(Stored data entries)

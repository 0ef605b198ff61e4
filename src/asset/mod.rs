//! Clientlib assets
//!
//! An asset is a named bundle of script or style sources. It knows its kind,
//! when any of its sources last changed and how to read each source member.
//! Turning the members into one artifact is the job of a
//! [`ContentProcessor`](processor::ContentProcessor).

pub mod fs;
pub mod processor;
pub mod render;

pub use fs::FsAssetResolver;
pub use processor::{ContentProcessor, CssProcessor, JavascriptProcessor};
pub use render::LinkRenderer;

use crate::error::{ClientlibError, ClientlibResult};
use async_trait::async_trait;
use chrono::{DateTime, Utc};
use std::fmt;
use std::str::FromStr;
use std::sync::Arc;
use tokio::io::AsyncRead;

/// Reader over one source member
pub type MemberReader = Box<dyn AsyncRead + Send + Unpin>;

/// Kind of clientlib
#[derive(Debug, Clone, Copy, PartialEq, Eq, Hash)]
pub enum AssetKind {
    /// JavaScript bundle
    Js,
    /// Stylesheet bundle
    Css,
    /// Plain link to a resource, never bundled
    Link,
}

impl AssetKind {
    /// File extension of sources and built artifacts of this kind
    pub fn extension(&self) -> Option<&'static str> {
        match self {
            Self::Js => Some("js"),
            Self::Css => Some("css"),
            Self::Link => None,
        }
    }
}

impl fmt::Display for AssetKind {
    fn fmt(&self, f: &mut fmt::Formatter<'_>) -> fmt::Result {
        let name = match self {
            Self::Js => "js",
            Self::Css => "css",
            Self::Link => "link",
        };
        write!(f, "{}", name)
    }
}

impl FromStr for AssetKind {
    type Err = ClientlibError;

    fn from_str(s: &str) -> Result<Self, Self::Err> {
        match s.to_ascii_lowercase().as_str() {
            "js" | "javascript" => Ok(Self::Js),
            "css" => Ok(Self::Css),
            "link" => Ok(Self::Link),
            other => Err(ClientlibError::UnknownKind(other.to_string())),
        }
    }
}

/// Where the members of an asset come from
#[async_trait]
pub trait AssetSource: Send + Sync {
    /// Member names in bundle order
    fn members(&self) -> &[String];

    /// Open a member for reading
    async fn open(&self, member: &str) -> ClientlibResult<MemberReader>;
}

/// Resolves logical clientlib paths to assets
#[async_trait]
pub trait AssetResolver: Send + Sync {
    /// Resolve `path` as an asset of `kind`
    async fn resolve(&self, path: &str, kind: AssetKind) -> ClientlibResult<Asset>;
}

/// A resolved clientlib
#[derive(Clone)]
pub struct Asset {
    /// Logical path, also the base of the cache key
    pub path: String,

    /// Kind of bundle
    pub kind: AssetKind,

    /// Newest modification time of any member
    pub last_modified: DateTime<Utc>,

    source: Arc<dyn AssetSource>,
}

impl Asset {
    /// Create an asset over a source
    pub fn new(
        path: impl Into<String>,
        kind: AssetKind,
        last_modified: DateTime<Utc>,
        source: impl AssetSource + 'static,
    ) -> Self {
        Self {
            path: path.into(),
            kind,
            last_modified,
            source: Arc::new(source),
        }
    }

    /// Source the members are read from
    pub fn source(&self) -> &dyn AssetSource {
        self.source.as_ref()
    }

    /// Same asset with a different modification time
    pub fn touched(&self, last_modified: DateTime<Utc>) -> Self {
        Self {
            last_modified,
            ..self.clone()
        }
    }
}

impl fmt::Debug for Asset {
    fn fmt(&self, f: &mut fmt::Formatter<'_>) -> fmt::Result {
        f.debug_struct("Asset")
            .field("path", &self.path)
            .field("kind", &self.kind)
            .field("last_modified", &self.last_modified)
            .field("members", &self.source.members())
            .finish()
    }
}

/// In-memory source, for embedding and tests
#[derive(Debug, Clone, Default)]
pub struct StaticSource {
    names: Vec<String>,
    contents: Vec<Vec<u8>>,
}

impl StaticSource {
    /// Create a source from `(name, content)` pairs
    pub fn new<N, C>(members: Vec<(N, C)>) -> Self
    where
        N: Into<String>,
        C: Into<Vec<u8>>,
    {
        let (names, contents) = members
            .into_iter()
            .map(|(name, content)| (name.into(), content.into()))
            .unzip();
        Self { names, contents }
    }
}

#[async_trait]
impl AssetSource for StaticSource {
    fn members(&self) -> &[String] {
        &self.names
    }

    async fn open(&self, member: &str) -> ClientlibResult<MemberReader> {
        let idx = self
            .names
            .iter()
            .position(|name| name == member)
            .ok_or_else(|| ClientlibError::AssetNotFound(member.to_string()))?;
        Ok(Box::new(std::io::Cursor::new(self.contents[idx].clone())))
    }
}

=== What you are asked to do ===
The data must be given again in full. Keep every line identical.

=== Exercise response ===
repository 0ef605b198ff61e4
filename src/asset/mod.rs
//! Clientlib assets
//!
//! An asset is a named bundle of script or style sources. It knows its kind,
//! when any of its sources last changed and how to read each source member.
//! Turning the members into one artifact is the job of a
//! [`ContentProcessor`](processor::ContentProcessor).

pub mod fs;
pub mod processor;
pub mod render;

pub use fs::FsAssetResolver;
pub use processor::{ContentProcessor, CssProcessor, JavascriptProcessor};
pub use render::LinkRenderer;

use crate::error::{ClientlibError, ClientlibResult};
use async_trait::async_trait;
use chrono::{DateTime, Utc};
use std::fmt;
use std::str::FromStr;
use std::sync::Arc;
use tokio::io::AsyncRead;

/// Reader over one source member
pub type MemberReader = Box<dyn AsyncRead + Send + Unpin>;

/// Kind of clientlib
#[derive(Debug, Clone, Copy, PartialEq, Eq, Hash)]
pub enum AssetKind {
    /// JavaScript bundle
    Js,
    /// Stylesheet bundle
    Css,
    /// Plain link to a resource, never bundled
    Link,
}

impl AssetKind {
    /// File extension of sources and built artifacts of this kind
    pub fn extension(&self) -> Option<&'static str> {
        match self {
            Self::Js => Some("js"),
            Self::Css => Some("css"),
            Self::Link => None,
        }
    }
}

impl fmt::Display for AssetKind {
    fn fmt(&self, f: &mut fmt::Formatter<'_>) -> fmt::Result {
        let name = match self {
            Self::Js => "js",
            Self::Css => "css",
            Self::Link => "link",
        };
        write!(f, "{}", name)
    }
}

impl FromStr for AssetKind {
    type Err = ClientlibError;

    fn from_str(s: &str) -> Result<Self, Self::Err> {
        match s.to_ascii_lowercase().as_str() {
            "js" | "javascript" => Ok(Self::Js),
            "css" => Ok(Self::Css),
            "link" => Ok(Self::Link),
            other => Err(ClientlibError::UnknownKind(other.to_string())),
        }
    }
}

/// Where the members of an asset come from
#[async_trait]
pub trait AssetSource: Send + Sync {
    /// Member names in bundle order
    fn members(&self) -> &[String];

    /// Open a member for reading
    async fn open(&self, member: &str) -> ClientlibResult<MemberReader>;
}

/// Resolves logical clientlib paths to assets
#[async_trait]
pub trait AssetResolver: Send + Sync {
    /// Resolve `path` as an asset of `kind`
    async fn resolve(&self, path: &str, kind: AssetKind) -> ClientlibResult<Asset>;
}

/// A resolved clientlib
#[derive(Clone)]
pub struct Asset {
    /// Logical path, also the base of the cache key
    pub path: String,

    /// Kind of bundle
    pub kind: AssetKind,

    /// Newest modification time of any member
    pub last_modified: DateTime<Utc>,

    source: Arc<dyn AssetSource>,
}

impl Asset {
    /// Create an asset over a source
    pub fn new(
        path: impl Into<String>,
        kind: AssetKind,
        last_modified: DateTime<Utc>,
        source: impl AssetSource + 'static,
    ) -> Self {
        Self {
            path: path.into(),
            kind,
            last_modified,
            source: Arc::new(source),
        }
    }

    /// Source the members are read from
    pub fn source(&self) -> &dyn AssetSource {
        self.source.as_ref()
    }

    /// Same asset with a different modification time
    pub fn touched(&self, last_modified: DateTime<Utc>) -> Self {
        Self {
            last_modified,
            ..self.clone()
        }
    }
}

impl fmt::Debug for Asset {
    fn fmt(&self, f: &mut fmt::Formatter<'_>) -> fmt::Result {
        f.debug_struct("Asset")
            .field("path", &self.path)
            .field("kind", &self.kind)
            .field("last_modified", &self.last_modified)
            .field("members", &self.source.members())
            .finish()
    }
}

/// In-memory source, for embedding and tests
#[derive(Debug, Clone, Default)]
pub struct StaticSource {
    names: Vec<String>,
    contents: Vec<Vec<u8>>,
}

impl StaticSource {
    /// Create a source from `(name, content)` pairs
    pub fn new<N, C>(members: Vec<(N, C)>) -> Self
    where
        N: Into<String>,
        C: Into<Vec<u8>>,
    {
        let (names, contents) = members
            .into_iter()
            .map(|(name, content)| (name.into(), content.into()))
            .unzip();
        Self { names, contents }
    }
}

#[async_trait]
impl AssetSource for StaticSource {
    fn members(&self) -> &[String] {
        &self.names
    }

    async fn open(&self, member: &str) -> ClientlibResult<MemberReader> {
        let idx = self
            .names
            .iter()
            .position(|name| name == member)
            .ok_or_else(|| ClientlibError::AssetNotFound(member.to_string()))?;
        Ok(Box::new(std::io::Cursor::new(self.contents[idx].clone())))
    }
}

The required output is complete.